Action item
Please return all of the data exactly as written.

Exercise data
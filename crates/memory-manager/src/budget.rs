// Copyright (c) 2025 Dimitris Kafetzis
//
// Licensed under the MIT License.
// See LICENSE file in the project root for full license information.
//
// SPDX-License-Identifier: MIT

//! Memory budget configuration and parsing.
//!
//! A [`MemoryBudget`] is the hard ceiling for an engine's working memory
//! (the arena holding activations and scratch). Constants are excluded:
//! they stay in the loaded model.

use crate::MemoryError;
use std::fmt;

const KB: usize = 1024;
const MB: usize = 1024 * KB;
const GB: usize = 1024 * MB;

/// A hard ceiling for an engine's arena.
///
/// # Parsing
/// Supports human-readable strings with binary suffixes:
/// - `"256K"` or `"256KB"` → 256 × 1024 bytes
/// - `"4M"` or `"4MB"` → 4 × 1024² bytes
/// - `"1G"` or `"1GB"` → 1024³ bytes
/// - `"65536"` or `"65536B"` → raw byte count
///
/// # Examples
/// ```
/// use memory_manager::MemoryBudget;
///
/// let b = MemoryBudget::parse("256K").unwrap();
/// assert_eq!(b.as_bytes(), 256 * 1024);
/// assert!(b.check(300 * 1024).is_err());
/// ```
#[derive(Debug, Clone, Copy, PartialEq, Eq, serde::Serialize, serde::Deserialize)]
#[serde(try_from = "String", into = "String")]
pub struct MemoryBudget {
    bytes: usize,
}

impl MemoryBudget {
    pub fn from_bytes(bytes: usize) -> Self {
        Self { bytes }
    }

    pub fn from_kb(kb: usize) -> Self {
        Self { bytes: kb * KB }
    }

    pub fn from_mb(mb: usize) -> Self {
        Self { bytes: mb * MB }
    }

    /// Returns the budget in bytes.
    pub fn as_bytes(&self) -> usize {
        self.bytes
    }

    /// Fails when `required` bytes do not fit.
    pub fn check(&self, required: usize) -> Result<(), MemoryError> {
        if required > self.bytes {
            return Err(MemoryError::OverBudget {
                required_bytes: required,
                budget_bytes: self.bytes,
            });
        }
        Ok(())
    }

    /// Parses a human-readable budget string (case-insensitive).
    pub fn parse(s: &str) -> Result<Self, MemoryError> {
        let trimmed = s.trim();
        let upper = trimmed.to_uppercase();
        let digits_end = upper
            .find(|c: char| !c.is_ascii_digit())
            .unwrap_or(upper.len());
        let (number, suffix) = upper.split_at(digits_end);
        let multiplier = match suffix.trim() {
            "" | "B" => 1,
            "K" | "KB" => KB,
            "M" | "MB" => MB,
            "G" | "GB" => GB,
            _ => return Err(MemoryError::InvalidBudget(s.to_string())),
        };
        let value: usize = number
            .parse()
            .map_err(|_| MemoryError::InvalidBudget(s.to_string()))?;
        let bytes = value
            .checked_mul(multiplier)
            .filter(|&b| b > 0)
            .ok_or_else(|| MemoryError::InvalidBudget(s.to_string()))?;
        Ok(Self { bytes })
    }
}

impl TryFrom<String> for MemoryBudget {
    type Error = MemoryError;

    fn try_from(s: String) -> Result<Self, Self::Error> {
        Self::parse(&s)
    }
}

impl From<MemoryBudget> for String {
    fn from(b: MemoryBudget) -> Self {
        b.to_string().replace(' ', "")
    }
}

impl fmt::Display for MemoryBudget {
    fn fmt(&self, f: &mut fmt::Formatter<'_>) -> fmt::Result {
        let b = self.bytes;
        if b >= GB && b % GB == 0 {
            write!(f, "{} GB", b / GB)
        } else if b >= MB && b % MB == 0 {
            write!(f, "{} MB", b / MB)
        } else if b >= KB && b % KB == 0 {
            write!(f, "{} KB", b / KB)
        } else {
            write!(f, "{b} B")
        }
    }
}

#[cfg(test)]
mod tests {
    use super::*;

    #[test]
    fn test_parse_suffixes() {
        assert_eq!(MemoryBudget::parse("256K").unwrap().as_bytes(), 256 * KB);
        assert_eq!(MemoryBudget::parse("256kb").unwrap().as_bytes(), 256 * KB);
        assert_eq!(MemoryBudget::parse("4M").unwrap().as_bytes(), 4 * MB);
        assert_eq!(MemoryBudget::parse("4 MB").unwrap().as_bytes(), 4 * MB);
        assert_eq!(MemoryBudget::parse("1g").unwrap().as_bytes(), GB);
        assert_eq!(MemoryBudget::parse("65536").unwrap().as_bytes(), 65536);
        assert_eq!(MemoryBudget::parse(" 512B ").unwrap().as_bytes(), 512);
    }

    #[test]
    fn test_parse_invalid() {
        assert!(MemoryBudget::parse("").is_err());
        assert!(MemoryBudget::parse("abc").is_err());
        assert!(MemoryBudget::parse("0K").is_err());
        assert!(MemoryBudget::parse("12Q").is_err());
        assert!(MemoryBudget::parse("-4M").is_err());
    }

    #[test]
    fn test_check() {
        let b = MemoryBudget::from_kb(1);
        assert!(b.check(1024).is_ok());
        assert!(matches!(
            b.check(1025),
            Err(MemoryError::OverBudget { required_bytes: 1025, budget_bytes: 1024 })
        ));
    }

    #[test]
    fn test_display() {
        assert_eq!(MemoryBudget::from_mb(1024).to_string(), "1 GB");
        assert_eq!(MemoryBudget::from_mb(4).to_string(), "4 MB");
        assert_eq!(MemoryBudget::from_bytes(2048).to_string(), "2 KB");
        assert_eq!(MemoryBudget::from_bytes(100).to_string(), "100 B");
    }

    #[test]
    fn test_serde_as_string() {
        let b: MemoryBudget = serde_json::from_str("\"256K\"").unwrap();
        assert_eq!(b, MemoryBudget::from_kb(256));
        assert_eq!(serde_json::to_string(&b).unwrap(), "\"256KB\"");
    }
}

Solution
filename crates/memory-manager/src/budget.rs
// Copyright (c) 2025 Dimitris Kafetzis
//
// Licensed under the MIT License.
// See LICENSE file in the project root for full license information.
//
// SPDX-License-Identifier: MIT

//! Memory budget configuration and parsing.
//!
//! A [`MemoryBudget`] is the hard ceiling for an engine's working memory
//! (the arena holding activations and scratch). Constants are excluded:
//! they stay in the loaded model.

use crate::MemoryError;
use std::fmt;

const KB: usize = 1024;
const MB: usize = 1024 * KB;
const GB: usize = 1024 * MB;

/// A hard ceiling for an engine's arena.
///
/// # Parsing
/// Supports human-readable strings with binary suffixes:
/// - `"256K"` or `"256KB"` → 256 × 1024 bytes
/// - `"4M"` or `"4MB"` → 4 × 1024² bytes
/// - `"1G"` or `"1GB"` → 1024³ bytes
/// - `"65536"` or `"65536B"` → raw byte count
///
/// # Examples
/// ```
/// use memory_manager::MemoryBudget;
///
/// let b = MemoryBudget::parse("256K").unwrap();
/// assert_eq!(b.as_bytes(), 256 * 1024);
/// assert!(b.check(300 * 1024).is_err());
/// ```
#[derive(Debug, Clone, Copy, PartialEq, Eq, serde::Serialize, serde::Deserialize)]
#[serde(try_from = "String", into = "String")]
pub struct MemoryBudget {
    bytes: usize,
}

impl MemoryBudget {
    pub fn from_bytes(bytes: usize) -> Self {
        Self { bytes }
    }

    pub fn from_kb(kb: usize) -> Self {
        Self { bytes: kb * KB }
    }

    pub fn from_mb(mb: usize) -> Self {
        Self { bytes: mb * MB }
    }

    /// Returns the budget in bytes.
    pub fn as_bytes(&self) -> usize {
        self.bytes
    }

    /// Fails when `required` bytes do not fit.
    pub fn check(&self, required: usize) -> Result<(), MemoryError> {
        if required > self.bytes {
            return Err(MemoryError::OverBudget {
                required_bytes: required,
                budget_bytes: self.bytes,
            });
        }
        Ok(())
    }

    /// Parses a human-readable budget string (case-insensitive).
    pub fn parse(s: &str) -> Result<Self, MemoryError> {
        let trimmed = s.trim();
        let upper = trimmed.to_uppercase();
        let digits_end = upper
            .find(|c: char| !c.is_ascii_digit())
            .unwrap_or(upper.len());
        let (number, suffix) = upper.split_at(digits_end);
        let multiplier = match suffix.trim() {
            "" | "B" => 1,
            "K" | "KB" => KB,
            "M" | "MB" => MB,
            "G" | "GB" => GB,
            _ => return Err(MemoryError::InvalidBudget(s.to_string())),
        };
        let value: usize = number
            .parse()
            .map_err(|_| MemoryError::InvalidBudget(s.to_string()))?;
        let bytes = value
            .checked_mul(multiplier)
            .filter(|&b| b > 0)
            .ok_or_else(|| MemoryError::InvalidBudget(s.to_string()))?;
        Ok(Self { bytes })
    }
}

impl TryFrom<String> for MemoryBudget {
    type Error = MemoryError;

    fn try_from(s: String) -> Result<Self, Self::Error> {
        Self::parse(&s)
    }
}

impl From<MemoryBudget> for String {
    fn from(b: MemoryBudget) -> Self {
        b.to_string().replace(' ', "")
    }
}

impl fmt::Display for MemoryBudget {
    fn fmt(&self, f: &mut fmt::Formatter<'_>) -> fmt::Result {
        let b = self.bytes;
        if b >= GB && b % GB == 0 {
            write!(f, "{} GB", b / GB)
        } else if b >= MB && b % MB == 0 {
            write!(f, "{} MB", b / MB)
        } else if b >= KB && b % KB == 0 {
            write!(f, "{} KB", b / KB)
        } else {
            write!(f, "{b} B")
        }
    }
}

#[cfg(test)]
mod tests {
    use super::*;

    #[test]
    fn test_parse_suffixes() {
        assert_eq!(MemoryBudget::parse("256K").unwrap().as_bytes(), 256 * KB);
        assert_eq!(MemoryBudget::parse("256kb").unwrap().as_bytes(), 256 * KB);
        assert_eq!(MemoryBudget::parse("4M").unwrap().as_bytes(), 4 * MB);
        assert_eq!(MemoryBudget::parse("4 MB").unwrap().as_bytes(), 4 * MB);
        assert_eq!(MemoryBudget::parse("1g").unwrap().as_bytes(), GB);
        assert_eq!(MemoryBudget::parse("65536").unwrap().as_bytes(), 65536);
        assert_eq!(MemoryBudget::parse(" 512B ").unwrap().as_bytes(), 512);
    }

    #[test]
    fn test_parse_invalid() {
        assert!(MemoryBudget::parse("").is_err());
        assert!(MemoryBudget::parse("abc").is_err());
        assert!(MemoryBudget::parse("0K").is_err());
        assert!(MemoryBudget::parse("12Q").is_err());
        assert!(MemoryBudget::parse("-4M").is_err());
    }

    #[test]
    fn test_check() {
        let b = MemoryBudget::from_kb(1);
        assert!(b.check(1024).is_ok());
        assert!(matches!(
            b.check(1025),
            Err(MemoryError::OverBudget { required_bytes: 1025, budget_bytes: 1024 })
        ));
    }

    #[test]
    fn test_display() {
        assert_eq!(MemoryBudget::from_mb(1024).to_string(), "1 GB");
        assert_eq!(MemoryBudget::from_mb(4).to_string(), "4 MB");
        assert_eq!(MemoryBudget::from_bytes(2048).to_string(), "2 KB");
        assert_eq!(MemoryBudget::from_bytes(100).to_string(), "100 B");
    }

    #[test]
    fn test_serde_as_string() {
        let b: MemoryBudget = serde_json::from_str("\"256K\"").unwrap();
        assert_eq!(b, MemoryBudget::from_kb(256));
        assert_eq!(serde_json::to_string(&b).unwrap(), "\"256KB\"");
    }
}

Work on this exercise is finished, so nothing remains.